▶ **Instructions to follow**:
Your task is to filter the data below down to the lines holding "subcommands".
++++ The input
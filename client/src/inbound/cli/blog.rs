//! `blog` subcommands and their dispatch.

use std::io::{self, BufRead, Write};

use clap::{Parser, Subcommand};
use url::Url;

use crate::domain::ports::{ApiTransport, SessionStore};
use crate::domain::{ApiClient, BlogService, ClientResult, Page, PostFilter, PostForm, PostSlug};

use super::account::{self, AccountCommand, ConnectionArgs};
use super::{Outcome, Terminal, render};

/// Blog client.
#[derive(Debug, Parser)]
#[command(name = "blog", about = "Read and publish posts on the blog API", version)]
pub struct BlogCli {
    /// Connection overrides.
    #[command(flatten)]
    pub connection: ConnectionArgs,
    /// Command to run.
    #[command(subcommand)]
    pub command: BlogCommand,
}

/// Blog subcommands.
#[derive(Debug, Clone, PartialEq, Eq, Subcommand)]
pub enum BlogCommand {
    /// Account commands.
    #[command(flatten)]
    Account(AccountCommand),
    /// List posts.
    List {
        /// Category name filter.
        #[arg(long)]
        category: Option<String>,
        /// Tag name filter.
        #[arg(long)]
        tag: Option<String>,
        /// Follow a pagination link printed by a previous listing.
        #[arg(long, value_name = "URL", conflicts_with_all = ["category", "tag"])]
        page: Option<Url>,
    },
    /// Publish a post.
    Create {
        /// Headline.
        #[arg(long, default_value_t)]
        title: String,
        /// Markdown body.
        #[arg(long, default_value_t)]
        content: String,
        /// Category name.
        #[arg(long, default_value_t)]
        category: String,
        /// Comma-separated tags.
        #[arg(long, default_value_t)]
        tags: String,
    },
    /// Show a post; its author also sees the edit and delete commands.
    #[command(alias = "edit")]
    Show {
        /// Post slug.
        slug: PostSlug,
    },
    /// Change a post's title and content.
    Update {
        /// Post slug.
        slug: PostSlug,
        /// New headline.
        #[arg(long, default_value_t)]
        title: String,
        /// New markdown body.
        #[arg(long, default_value_t)]
        content: String,
    },
    /// Delete a post.
    Delete {
        /// Post slug.
        slug: PostSlug,
        /// Skip the confirmation prompt.
        #[arg(long)]
        yes: bool,
    },
}

/// Run a `blog` subcommand.
///
/// # Errors
///
/// Returns an error only when the terminal cannot be written or read.
pub async fn run<T, S, I, O, E>(
    client: ApiClient<T, S>,
    command: BlogCommand,
    term: &mut Terminal<I, O, E>,
) -> io::Result<Outcome>
where
    T: ApiTransport,
    S: SessionStore,
    I: BufRead,
    O: Write,
    E: Write,
{
    let service = BlogService::new(client.clone());
    let result = match command {
        BlogCommand::Account(command) => return account::run(client, command, term).await,
        BlogCommand::List {
            category,
            tag,
            page,
        } => {
            let filter = PostFilter { category, tag };
            match service.list(&filter, page).await {
                Ok(posts) => {
                    term.show(&render::posts(&posts))?;
                    return Ok(Outcome::Completed);
                }
                Err(error) => Err(error),
            }
        }
        BlogCommand::Create {
            title,
            content,
            category,
            tags,
        } => {
            let form = PostForm {
                title,
                content,
                category,
                tags,
            };
            service.create(&form).await
        }
        BlogCommand::Show { slug } => match service.detail(&slug).await {
            Ok(view) => {
                term.show(&render::post_detail(&view))?;
                return Ok(Outcome::Completed);
            }
            Err(error) => Err(error),
        },
        BlogCommand::Update {
            slug,
            title,
            content,
        } => service.update(&slug, &title, &content).await,
        BlogCommand::Delete { slug, yes } => {
            if !yes && !term.confirm("Are you sure you want to delete this post?")? {
                term.show("Cancelled.")?;
                return Ok(Outcome::Completed);
            }
            service.delete(&slug).await
        }
    };
    finish(term, result)
}

fn finish<I, O, E>(
    term: &mut Terminal<I, O, E>,
    result: ClientResult<Page>,
) -> io::Result<Outcome>
where
    I: BufRead,
    O: Write,
    E: Write,
{
    match result {
        Ok(page) => {
            term.navigate(&page)?;
            Ok(Outcome::Completed)
        }
        Err(error) => term.show_error(&error),
    }
}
++++++++
▶ **Reply**:
//! `blog` subcommands and their dispatch.
/// Blog subcommands.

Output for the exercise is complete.